───── Information provided ─────
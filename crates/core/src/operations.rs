//! Built-in operations.
//!
//! The real catalog (metadata CRUD, compilation, deployment, tests, ...)
//! is registered by the host; these keep the server and CLI usable
//! stand-alone and give the credential policy a resolvable target.

use async_trait::async_trait;
use serde_json::Value;

use crate::operation::{Operation, OperationContext};
use crate::policy::REAUTH_OPERATION;
use crate::registry::OperationRegistry;

/// Liveness probe: returns the string `"pong"`.
struct Ping;

#[async_trait]
impl Operation for Ping {
    async fn execute(self: Box<Self>) -> anyhow::Result<Value> {
        Ok(Value::String("pong".into()))
    }
}

/// Returns the request body verbatim.
struct Echo {
    ctx: OperationContext,
}

#[async_trait]
impl Operation for Echo {
    async fn execute(self: Box<Self>) -> anyhow::Result<Value> {
        Ok(self.ctx.body)
    }
}

/// Credential refresh for a project whose stored credentials went stale.
///
/// Opens the platform's OAuth flow in the initiating editor when a window
/// callback is available; either way, tells the caller what to do next.
struct OauthProject {
    ctx: OperationContext,
}

#[async_trait]
impl Operation for OauthProject {
    async fn execute(self: Box<Self>) -> anyhow::Result<Value> {
        let project_name = self
            .ctx
            .project
            .as_ref()
            .map(|p| p.name.as_str())
            .unwrap_or("this project");

        let auth_url = format!("/auth/connect?project={project_name}");
        let opened = self
            .ctx
            .editor
            .as_ref()
            .is_some_and(|editor| editor.open_window(&auth_url));

        if opened {
            tracing::info!(project = %project_name, "Opened re-authentication window");
        }

        Ok(Value::String(format!(
            "Credentials for {project_name} must be refreshed; complete the authentication flow at {auth_url}"
        )))
    }
}

/// The enumerated set of operations this crate ships.
pub fn builtin_registry() -> OperationRegistry {
    let mut registry = OperationRegistry::new();

    // Names in the fixed list are unique; a duplicate is a defect worth
    // failing startup over.
    registry
        .register("ping", Box::new(|_ctx| Box::new(Ping)))
        .expect("builtin operation names are unique");
    registry
        .register("echo", Box::new(|ctx| Box::new(Echo { ctx })))
        .expect("builtin operation names are unique");
    registry
        .register(
            REAUTH_OPERATION,
            Box::new(|ctx| Box::new(OauthProject { ctx })),
        )
        .expect("builtin operation names are unique");

    registry
}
─────
On how many lines above does "editor" occur? Say the number only.

Task response:
3